Con información de Infobae.
En un esfuerzo por contener el vertiginoso aumento en los precios del combustible, el secretario de Energía, Chris Wright, anunció que Estados Unidos liberará 172 millones de barriles de su Reserva Estratégica a partir de la próxima semana.
La medida, autorizada por el presidente Trump, responde directamente a las interrupciones en el suministro global provocadas por el conflicto armado en Medio Oriente y el bloqueo parcial del estrecho de Ormuz. El plan contempla una descarga gradual durante un periodo de 120 días para estabilizar el mercado nacional ante la escasez internacional.
La acción estadounidense forma parte de un acuerdo internacional sin precedentes junto a la Agencia Internacional de la Energía (AIE), que ha coordinado la liberación total de 400 millones de barriles entre sus países miembros.

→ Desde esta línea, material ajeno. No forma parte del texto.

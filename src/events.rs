//! # events
//!
//! Defines [`WsEvent`] — ทุก Event ที่ระบบ Broadcast ออกไปผ่าน WebSocket
//! ไปยัง Dashboard (`/ws/monitor`)
//!
//! Events are serialized to JSON once and sent as `String` over the
//! `tokio::sync::broadcast` channel, so subscribers never clone the payloads.

use serde::Serialize;
use uuid::Uuid;

use crate::{
    engine::{FeedStatus, PortfolioView},
    intelligence::LessonProgress,
    models::{Alert, Fill, Instrument, InstrumentUpdate, TradeCommand},
};

/// Who issued a command.
#[derive(Debug, Clone, Copy, PartialEq, Eq, Serialize)]
#[serde(rename_all = "SCREAMING_SNAKE_CASE")]
pub enum TradeSource {
    Manual,
    Mentor,
}

#[derive(Debug, Clone, Serialize)]
#[serde(tag = "event", rename_all = "SCREAMING_SNAKE_CASE")]
pub enum WsEvent {
    /// ส่งครั้งแรกทันทีที่ client ต่อเข้ามา
    Snapshot {
        feed:        FeedStatus,
        instruments: Vec<Instrument>,
        portfolio:   Box<PortfolioView>,
        alerts:      Vec<Alert>,
    },

    /// One tick worth of partial updates.
    PricesUpdated {
        updates: Vec<InstrumentUpdate>,
    },

    /// Synthetic whale alert.
    LargeTrade {
        alert: Alert,
    },

    TradeExecuted {
        source: TradeSource,
        fill:   Box<Fill>,
        cash:   f64,
    },

    TradeRejected {
        source:  TradeSource,
        command: TradeCommand,
        reason:  String,
    },

    /// Mentor commentary, usually about the trade named by `trade_id`.
    Commentary {
        trade_id: Option<Uuid>,
        text:     String,
        fallback: bool,
    },

    LessonStep {
        progress: LessonProgress,
    },

    /// The last lesson step was advanced past; practice is unlocked.
    ModuleComplete {
        topic: String,
    },

    /// Session started, stopped or the mode changed.
    FeedStatusChanged {
        status: FeedStatus,
    },
}

impl WsEvent {
    /// แปลงเป็น JSON String สำหรับส่งผ่าน WebSocket
    #[inline]
    pub fn to_json(&self) -> String {
        serde_json::to_string(self)
            .unwrap_or_else(|_| r#"{"event":"SERIALIZATION_ERROR"}"#.to_string())
    }
}
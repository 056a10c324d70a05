//! # engine::live
//!
//! The live leg's transport. [`LiveConnector`] opens one stream of raw text
//! frames for a symbol set; the aggregator owns the stream and drops it to
//! close the socket.
//!
//! ```text
//! BinanceConnector::open(["BTCUSDT","ETHUSDT"])
//!   → wss://stream.binance.com:9443/ws/btcusdt@ticker/ethusdt@ticker
//!   → Stream<Item = Result<String, FeedError>>
//! ```

use async_trait::async_trait;
use futures_util::{stream::BoxStream, StreamExt};
use thiserror::Error;
use tokio_tungstenite::{connect_async, tungstenite::Message};
use tracing::info;

pub const DEFAULT_LIVE_FEED_URL: &str = "wss://stream.binance.com:9443/ws";

/// Transport failures of the live leg. Never fatal to the synthetic leg.
#[derive(Debug, Error)]
pub enum FeedError {
    #[error("WebSocket error: {0}")]
    WebSocket(#[from] tokio_tungstenite::tungstenite::Error),

    #[error("live stream closed: {0}")]
    Closed(String),

    #[error("no live symbols to subscribe")]
    NoSymbols,
}

/// Raw text frames of one live session.
pub type FrameStream = BoxStream<'static, Result<String, FeedError>>;

#[async_trait]
pub trait LiveConnector: Send + Sync {
    /// Open one connection covering every symbol in `symbols`.
    async fn open(&self, symbols: &[String]) -> Result<FrameStream, FeedError>;
}

// ─── Binance ──────────────────────────────────────────────────────────────────

/// Binance combined `<symbol>@ticker` stream.
#[derive(Debug, Clone)]
pub struct BinanceConnector {
    base_url: String,
}

impl BinanceConnector {
    pub fn new(base_url: impl Into<String>) -> Self {
        Self { base_url: base_url.into() }
    }

    pub fn stream_url(&self, symbols: &[String]) -> String {
        let streams: Vec<String> = symbols
            .iter()
            .map(|s| format!("{}@ticker", s.to_lowercase()))
            .collect();
        format!("{}/{}", self.base_url.trim_end_matches('/'), streams.join("/"))
    }
}

impl Default for BinanceConnector {
    fn default() -> Self {
        Self::new(DEFAULT_LIVE_FEED_URL)
    }
}

#[async_trait]
impl LiveConnector for BinanceConnector {
    async fn open(&self, symbols: &[String]) -> Result<FrameStream, FeedError> {
        if symbols.is_empty() {
            return Err(FeedError::NoSymbols);
        }

        let url = self.stream_url(symbols);
        let (ws, _response) = connect_async(url.as_str()).await?;
        info!(url = %url, symbols = symbols.len(), "🔌 [LIVE] Connected to ticker stream");

        // Ping/Pong/Binary carry no prices.
        let frames = ws
            .filter_map(|message| async move {
                match message {
                    Ok(Message::Text(text)) => Some(Ok(text)),
                    Ok(Message::Close(frame)) => Some(Err(FeedError::Closed(
                        frame
                            .map(|f| f.reason.to_string())
                            .unwrap_or_else(|| "server closed the stream".to_string()),
                    ))),
                    Ok(_) => None,
                    Err(e) => Some(Err(FeedError::WebSocket(e))),
                }
            })
            .boxed();

        Ok(frames)
    }
}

Se trata de la mayor inyección de crudo en la historia del mercado energético desde la creación de la agencia hace cinco décadas. Esta intervención masiva busca mitigar el impacto del recorte en la oferta global, dado que por el estrecho de Ormuz transitaba previamente el 20 % del petróleo mundial, flujo que hoy se encuentra comprometido por las acciones militares de Irán.
El secretario Wright criticó la gestión de la administración previa respecto a los niveles de almacenamiento, pero aseguró que el gobierno de Trump se compromete a reponer la reserva estratégica con 200 millones de barriles el próximo año. Actualmente, los depósitos cuentan con 415 millones de barriles, lo que representa el 60 % de su capacidad operativa total. La estrategia de «gestión responsable» anunciada pretende proteger la seguridad energética del país frente a las amenazas de Irán y sus aliados, quienes han intentado desestabilizar la economía occidental mediante el control de las rutas marítimas.
Pese al anuncio de la liberación de reservas, el mercado reaccionó con nerviosismo, llevando al petróleo de Texas a subir un 4,55 % hasta los 87,25 dólares por barril en una sola jornada. La incertidumbre sobre la reapertura del tráfico comercial y la presencia de minas navales en las rutas del Golfo mantienen los precios de la gasolina y el diésel en niveles máximos.
El gobierno estadounidense espera que esta inyección de crudo ayude a estabilizar los costos antes de que la inflación energética impacte severamente la economía de los hogares y las operaciones logísticas del país.